I don’t mean I have decided that different things are allowed than were before, but just that it is less important to me whether it is or not. I am sure that’s because I feel safer.
Anyway, I was writing in my journal this morning. I wrote, “I don’t matter.”
That’s what I felt, so I wrote it down. And instead of debating about that with myself, I just considered how that felt to me. It felt like being a person speaking in a world of deaf people.
When it seems like no one knows how you feel or why, you don’t know how to communicate your own internal state to others and no one around you has any idea, it is like not existing.
It reminded me of a therapist who used to tell me, “You need to be seen.” It felt terrible to me to hear that. Why do I have to be like that? Why do I have to need to be seen?
It was like being told something terrible and shameful is showing. I never said that to her. I just wondered silently why she was telling me that.
And I also wondered why she thought only I need to be seen. Doesn’t everyone?
It was deeply puzzling. And I just nodded.
I just felt terribly ashamed. I thought about that shame. I stayed with it, and wondered about it. It felt like not being allowed to move or breathe or exist.
It came to me how much my childhood was about control. It doesn’t immediately come to mind, because there was no pattern–life at home was utterly chaotic. On the one hand, not having consistent rules leaves a child uncertain of what will be allowed and what won’t be, so the child ends up endless searching for the limits. That’s some of what I’m doing that leaves me very vulnerable to shame: I’m trying to find the limits. The emotional indication of having crossed a boundary is shame.
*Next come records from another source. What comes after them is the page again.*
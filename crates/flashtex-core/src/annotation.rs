//! Inline review annotations.
//!
//! A card's scheduling state lives in a LaTeX comment on the line right after
//! its `\end{flashcard}`:
//!
//! ```text
//! %@rep:<id>:<YYYY-MM-DD>:<interval days>:<ease, 2 decimals>:<repetitions>
//! ```
//!
//! Updates are applied as a minimal patch: only the annotation line of the
//! target card is replaced (or inserted), every other byte stays as it was.

use std::path::Path;

use chrono::NaiveDate;

use crate::error::{DeckError, DeckResult};
use crate::model::ReviewState;
use crate::parser::parse_source;

/// Marks an annotation line.
pub const ANNOTATION_PREFIX: &str = "%@rep:";

/// Number of colon-separated fields after the ID.
const FIELD_COUNT: usize = 4;

/// Date written for a card that was saved but never reviewed.
const NEVER_REVIEWED: &str = "none";

/// An annotation line split into its ID and undecoded state fields.
#[derive(Debug, Clone, Copy, PartialEq, Eq)]
pub struct RawAnnotation<'a> {
    pub id: &'a str,
    pub fields: &'a str,
}

/// Split an annotation line (leading whitespace already removed).
///
/// Returns `None` when the line is not an annotation or names no card.
pub fn split(line: &str) -> Option<RawAnnotation<'_>> {
    let rest = line.strip_prefix(ANNOTATION_PREFIX)?;
    let (id, fields) = rest.split_once(':').unwrap_or((rest, ""));
    let id = id.trim();
    if id.is_empty() {
        return None;
    }
    Some(RawAnnotation {
        id,
        fields: fields.trim_end(),
    })
}

/// Decode `date:interval:ease:repetitions`.
///
/// Older decks may omit the repetition count, which then reads as 0. A date
/// of `none` marks a card that was saved without ever being reviewed and
/// decodes to `None`.
pub fn decode_state(fields: &str) -> Result<Option<ReviewState>, String> {
    let parts: Vec<&str> = fields.split(':').map(str::trim).collect();
    if !(FIELD_COUNT - 1..=FIELD_COUNT).contains(&parts.len()) {
        return Err(format!(
            "expected {FIELD_COUNT} fields after the card ID, found {}",
            parts.len()
        ));
    }

    let interval_days: u32 = parts[1]
        .parse()
        .map_err(|_| format!("invalid interval `{}`", parts[1]))?;
    if interval_days == 0 {
        return Err("interval must be at least 1 day".into());
    }
    let ease_factor = parts[2].parse()?;
    let repetitions: u32 = match parts.get(3) {
        Some(raw) => raw
            .parse()
            .map_err(|_| format!("invalid repetition count `{raw}`"))?,
        None => 0,
    };

    if parts[0] == NEVER_REVIEWED {
        return Ok(None);
    }
    let last_review_date = NaiveDate::parse_from_str(parts[0], "%Y-%m-%d")
        .map_err(|e| format!("invalid review date `{}`: {e}", parts[0]))?;

    Ok(Some(ReviewState {
        last_review_date,
        interval_days,
        ease_factor,
        repetitions,
    }))
}

/// Render the annotation line for `id`, without a line terminator.
pub fn render(id: &str, state: &ReviewState) -> String {
    format!(
        "{ANNOTATION_PREFIX}{id}:{}:{}:{}:{}",
        state.last_review_date.format("%Y-%m-%d"),
        state.interval_days,
        state.ease_factor,
        state.repetitions
    )
}

/// Write `state` into `text` as the annotation of card `id`.
///
/// An existing annotation directly below the card is replaced in place;
/// otherwise a new line is inserted right after the card's closing line,
/// using that line's terminator. Everything else is returned untouched.
/// `file` only labels errors.
pub fn apply_review_state(
    text: &str,
    file: &Path,
    id: &str,
    state: &ReviewState,
) -> DeckResult<String> {
    let parsed = parse_source(text, file);
    let card = parsed.card(id).ok_or_else(|| DeckError::CardMissing {
        id: id.to_string(),
        file: file.to_path_buf(),
    })?;
    let line = render(id, state);

    let mut out = String::with_capacity(text.len() + line.len() + 2);
    match card.source.annotation_span {
        Some(span) => {
            out.push_str(&text[..span.start]);
            out.push_str(&line);
            out.push_str(&text[span.end..]);
        }
        None => {
            let at = card.source.card_span.end;
            let head = &text[..at];
            out.push_str(head);
            if head.ends_with('\n') {
                out.push_str(&line);
                out.push_str(if head.ends_with("\r\n") { "\r\n" } else { "\n" });
            } else {
                out.push_str(line_ending(text));
                out.push_str(&line);
            }
            out.push_str(&text[at..]);
        }
    }
    Ok(out)
}

/// The terminator used by the first line of `text`, `\n` if there is none.
fn line_ending(text: &str) -> &'static str {
    match text.find('\n') {
        Some(pos) if text[..pos].ends_with('\r') => "\r\n",
        _ => "\n",
    }
}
But my parents both felt very unsafe and frightened and they exerted control intermittently, suddenly and arbitrarily just to feel safer. I couldn’t count on anything I did or said or felt to be okay.
I don’t know how to express this, but it feels much better just to be with that, and to think this is what is going on inside me and it’s okay for that to be happening. It’s okay to go to the dark, painful stuff as I feel it. It’s okay that this is how child abuse affected me.
Inside myself, it’s okay just to be myself.